Este primer cuarto del siglo XXI se ha caracterizado por flujos migratorios masivos. Aunque la migración ha sido una constante en la historia de la humanidad, nunca tantos millones de personas se habían puesto en marcha para labrar su proyecto de vida en un lugar diferente al que nacieron. Según los estudios, los mayores movimientos migratorios se dan al interior de África, el continente más castigado por el colonialismo extractivista protocapitalista y capitalista eurocéntrico perpetrado desde hace más de quinientos años.
Esta realidad africana refuta el tópico extendido de que las principales rutas migratorias son hacia Europa y Estados Unidos. La magnitud de este éxodo intra africano es tan abrumadora que merecería un artículo exclusivo. Pero no es el propósito de esta crónica. Habrá que volver sobre este urgente asunto, tiempo habrá para ello, pero este escrito quiere centrarse en la inmigración hacia ese supuesto Primer Mundo, utilizando la terminología occidentalocéntrica, presuntamente rico y civilizado.
En esos países donde el pensamiento de derechas se ha vuelto sentido común, incluso en quienes se situarían en órbitas socialdemócratas, conviven frente a la inmigración una perspectiva utilitarista de corte neoliberal y otra esencialmente racista que se alinearía con el fascismo tradicional.
La primera perspectiva aboga por una sociedad estamental, dividida en castas. En esa organización piramidal, los inmigrantes serían solo fuerza de trabajo barata, no integrada y sin apenas derecho. Su valor sería –es, puesto que el proceso ya está en marcha- su productividad, con una alta ratio de extracción del plusvalor de trabajo, incrementándose de esta forma el proceso de acumulación capitalista. Terminada esta función productivista, el inmigrante se recluye en guetos, sin poder acceder a los beneficios que sí disfrutaría el resto de la sociedad.
Los inmigrantes, entonces, se situarían en la base de la pirámide. Esta analogía es interesante, puesto que esa base se puede referir tanto a su condición de escalón más bajo de la organización social como al pilar que sostiene en todo el entramado. Y en efecto, los estados del bienestar europeos y el estado ultracapitalista estadounidense están construidos con el trabajo incansable de millones de latinos, asiáticos, árabes… Sin ellos, toda la estructura se vendría abajo. No pueden prescindir de la migración y, a la vez, es una utopía pensar que va a poder mantenerlos en una situación de miseria permanente. Al largo plazo, esta perspectiva utilitarista y, a la vez, discriminatoria, está condenada al fracaso.
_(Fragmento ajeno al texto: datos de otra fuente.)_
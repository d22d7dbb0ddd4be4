//! Configuration models and environment overlay for the Epilogue pipeline.

pub mod credentials;
pub mod models;

pub use credentials::{all_present, env_present};
pub use models::{
    CostLimits, EnrichmentOptions, RawEnrichmentOptions, SourceCategories,
    DEFAULT_CONFIDENCE_THRESHOLD, DEFAULT_EARLY_STOP_SOURCE_COUNT,
    DEFAULT_MAX_COST_PER_ACTOR, DEFAULT_MAX_TOTAL_COST, DEFAULT_SYNTHESIS_MODEL,
};
//! Progress reporting hooks for the external job runner.

use epilogue_model::SourceType;

/// Phase milestones emitted while one actor is processed.
#[derive(Debug, Clone)]
pub enum ProgressEvent {
    ActorStarted {
        actor_id: i64,
        actor_name: String,
        position: usize,
        total: usize,
    },
    SourceCompleted {
        actor_id: i64,
        source: SourceType,
        succeeded: bool,
    },
    Synthesizing {
        actor_id: i64,
        snippet_count: usize,
    },
    ActorFinished {
        actor_id: i64,
        enriched: bool,
        cost_usd: f64,
    },
}

/// Implemented by the job runner; every method has a default no-op so
/// callers opt into only what they render.
pub trait ProgressSink: Send + Sync {
    fn on_event(&self, _event: &ProgressEvent) {}
}

/// The default sink when no runner is attached.
#[derive(Debug, Clone, Copy, Default)]
pub struct NullProgress;

impl ProgressSink for NullProgress {}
El otro punto de vista es el de la limpieza étnica. Estas propuestas abiertamente racistas propugnan sociedades basadas en la pureza de raza. No hay lugar para otras personas, otras comunidades, distintas religiones, creencias, cosmovisiones, costumbres… Entienden que la carga de trabajo puede ser asumida por el propio grupo hegemónico, en sus capas más bajas, cuyo valor distintivo sería la pertenencia al grupo étnico dominante. Esta política autárquica, de puertas cerradas, también parece perdedora. Es imposible ponerle puertas al mar. El ser humano es un elemento en constante movimiento. Negar esta realidad es negar su propia esencia y, en último término, negar a esas sociedades mismas.